Francorchamps lijkt de F1 te verliezen.

Bernie Ecclestone liet het tijdens een interview in een Duits blad voor het eerst horen: “Misschien moeten we maar een beurtrol uitdokteren voor Francorchamps en de Nürburgring. Die circuits liggen niet eens honderd kilometer van elkaar. Het is te gek om beide oorden in eenzelfde seizoen aan te doen.”

Maar zoals vaker in de formule 1 is er natuurlijk meer aan de hand en spelen de centen mee. Zo willen ze op de Nür-burgring niet horen van een jaarlijkse race, omdat het financiële risico te groot is. Blijven alterneren met Hockenheim, zoals de Duitsers tot nu toe deden, zou niet hoeven omdat voor dat circuit een financiële oplossing in de maak is (met de lokale overheid) en er vanaf volgend jaar weer ieder seizoen een race zou zijn. Met de opkomst van Sebastian Vettel wordt de Duitse televisiemarkt immers opnieuw heel belangrijk voor Ecclestone. De Nürburgring daarom laten alterneren met Francorchamps, dus. Temeer omdat zulks honing op de tong is van Spa Grand Prix, de structuur waarvan Etienne Davignon voorzitter is en die de Belgische F1-race organiseert. De Belgische grand prix maakt immers een dikke drie miljoen euro verlies per jaar. Een financiële krater die contractueel moet worden gevuld door de Waalse regering. Sinds Ecolo daar mee de plak zwaait, komt dat politiek gevoeliger dan ooit te liggen.

Dat F1-races in Europa nog maar moeilijk break-even kunnen draaien, werd onlangs aangetoond door een economische studie. Tenzij het land in kwestie een topspeler op de grid heeft, zoals de Engelsen met LewisHamilton en Jenson Button of de Spanjaarden met Fernando Alonso in de voorbije jaren. Maar alle andere Europese races zitten met het water tegen of flink boven de lippen. Francorchamps, dat 14 miljoen euro betaalt, slaagt er niet in om rond te komen. Daarvoor zijn er minstens 70.000 toeschouwers nodig, maar verder dan iets voorbij de 50.000 raakt de Belgische race de jongste jaren niet meer. Omdat Schumi de Duitsers niet langer massaal naar hier brengt en omdat we zelf geen topcoureur hebben. “Natuurlijk weet ik dat 14 miljoen euro te veel is”, zegt Ecclestone. “Alleen staan minstens vijf andere landen te hunkeren naar de F1. Ik zou dus zot moeten zijn om mijn prijs te verlagen.”

Zo eenvoudig is het alweer niet.
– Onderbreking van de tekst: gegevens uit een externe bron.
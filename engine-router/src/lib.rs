//! # Engine Router
//!
//! Connects callers to the similarity engine running inside the shared
//! compute context.
//!
//! ## Architecture
//!
//! ```text
//! ┌────────────────────────────────────────────────────────────────────────┐
//! │                             Engine Router                              │
//! ├────────────────────────────────────────────────────────────────────────┤
//! │  caller ──► MessageRouter ──ensure_ready──► ComputeContextCoordinator  │
//! │                  │                                   │                 │
//! │                  ▼ Transport                         ▼                 │
//! │             ContextServer ◄──────────────── LocalContextHost           │
//! │                  │                                                     │
//! │                  ▼                                                     │
//! │  SimilarityEngine + ModelLoader (ModelBlobCache)                       │
//! └────────────────────────────────────────────────────────────────────────┘
//! ```
//!
//! ## Usage
//!
//! ```rust,ignore
//! use simhost_engine_router::{EngineConfig, EngineRuntime};
//!
//! let runtime = EngineRuntime::start(EngineConfig::default(), engine_factory);
//! let router = runtime.router();
//!
//! router.initialize("https://models.example/encoder.onnx").await?;
//! let result = router.compute_single(query).await?;
//! ```

pub mod config;
pub mod engine;
pub mod error;
pub mod global;
pub mod local;
pub mod logging;
pub mod router;
pub mod runtime;
pub mod server;
pub mod transport;

pub use config::{CacheConfig, EngineConfig, ModelConfig, RouterConfig};
pub use engine::{EngineFactory, SimilarityEngine};
pub use error::{ConfigError, EngineError, Result, RouterError};
pub use local::LocalContextHost;
pub use router::MessageRouter;
pub use runtime::EngineRuntime;
pub use server::ContextServer;
pub use transport::{Inbound, Transport, TransportError};

// Re-export from dependencies for convenience
pub use simhost_compute_context::{ComputeContextCoordinator, ContextHandle, ContextState};
pub use simhost_engine_protocol::{
    BatchItem, EngineRequest, EngineResponse, InitializeResult, SimilarityQuery,
    SimilarityResult, StatusReport, Target,
};
pub use simhost_model_cache::{ModelBlobCache, ModelLoader};
//! # Compute Context
//!
//! Lifecycle coordination for the single, expensive, isolated execution
//! context that hosts the similarity engine.
//!
//! ## State machine
//!
//! ```text
//!  Uninitialized ──ensure_ready──► Creating ──ok──► Ready ──close──► Closing ──► Closed
//!        ▲                            │                                          │
//!        └────────────── err ─────────┘◄────────────── ensure_ready ─────────────┘
//! ```
//!
//! Concurrent `ensure_ready` calls collapse onto one shared in-flight
//! attempt, so N callers cause exactly one creation on the host. An already
//! running context (for example one that outlived a previous coordinator) is
//! adopted instead of created.

pub mod coordinator;
pub mod error;
pub mod host;
pub mod state;

pub use coordinator::ComputeContextCoordinator;
pub use error::{CoordinatorError, HostError, Result};
pub use host::{ContextHandle, ContextHost};
pub use state::ContextState;
//! # Engine Protocol
//!
//! The closed set of messages exchanged between callers, the router, and the
//! compute context hosting the similarity engine.
//!
//! Every request travels in an [`Envelope`] addressed to a [`Target`] and
//! carrying a [`RequestId`]. The reply reuses that id, which is how the
//! router matches it back to the waiting caller.

pub mod envelope;
pub mod error;
pub mod messages;

pub use envelope::{Envelope, RequestEnvelope, RequestId, ResponseEnvelope, Target};
pub use error::{ErrorKind, ProtocolError, WireError};
pub use messages::{
    BatchItem, EngineRequest, EngineResponse, EngineStatus, InitializeResult, RequestKind,
    SimilarityQuery, SimilarityResult, StatusReport,
};
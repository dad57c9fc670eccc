//! Observable lifecycle state.

use serde::{Deserialize, Serialize};

/// Lifecycle state of the compute context.
#[derive(Debug, Clone, Copy, PartialEq, Eq, Hash, Default, Serialize, Deserialize)]
#[serde(rename_all = "snake_case")]
pub enum ContextState {
    /// No context exists and none is being created.
    #[default]
    Uninitialized,
    /// A creation (or adoption) attempt is in flight.
    Creating,
    /// The context exists and accepts requests.
    Ready,
    /// Teardown is in progress.
    Closing,
    /// The context was explicitly closed. The next demand starts over.
    Closed,
}

impl ContextState {
    /// Whether requests may be forwarded into the context.
    pub fn is_ready(self) -> bool {
        self == Self::Ready
    }

    /// Whether a new `ensure_ready` would trigger creation.
    pub fn needs_creation(self) -> bool {
        matches!(self, Self::Uninitialized | Self::Closed)
    }

    /// Short label for logs and status reports.
    pub fn label(self) -> &'static str {
        match self {
            Self::Uninitialized => "uninitialized",
            Self::Creating => "creating",
            Self::Ready => "ready",
            Self::Closing => "closing",
            Self::Closed => "closed",
        }
    }
}

impl std::fmt::Display for ContextState {
    fn fmt(&self, f: &mut std::fmt::Formatter<'_>) -> std::fmt::Result {
        f.write_str(self.label())
    }
}

#[cfg(test)]
mod tests {
    use super::*;

    #[test]
    fn test_serde_labels_match_display() {
        for state in [
            ContextState::Uninitialized,
            ContextState::Creating,
            ContextState::Ready,
            ContextState::Closing,
            ContextState::Closed,
        ] {
            let json = serde_json::to_string(&state).unwrap();
            assert_eq!(json, format!("\"{state}\""));
        }
    }

    #[test]
    fn test_closed_needs_creation() {
        assert!(ContextState::Closed.needs_creation());
        assert!(ContextState::Uninitialized.needs_creation());
        assert!(!ContextState::Creating.needs_creation());
        assert!(!ContextState::Ready.needs_creation());
    }
}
Bernie zegt het niet, maar hij zit in een spanningsveld. Natuurlijk moet hij zo veel mogelijk zien te vangen voor zijn circus. In zijn businessplan staat immers dat het startgeld ieder jaar 10 procent moet stijgen. Dat kan Bernie gemakkelijk door af en toe een nieuw oord uit te kiezen, zoals Abu Dhabi, waar ze maar wat graag een veelvoud van 14 miljoen betalen om de glamour binnen te halen. En waar het politiek wel correct is om dat met overheidsgeld te betalen. Maar anderzijds oefent de vereniging van teams en constructeurs (FOTA), sinds de grote oorlog eerder dit jaar met FIA-voorzitter Max Mosley en Bernie een derde macht geworden, druk uit om toch wat meer verankering te behouden in Europa. Zoals, inderdaad, Francorchamps. Of hoe het dossier heel complex is.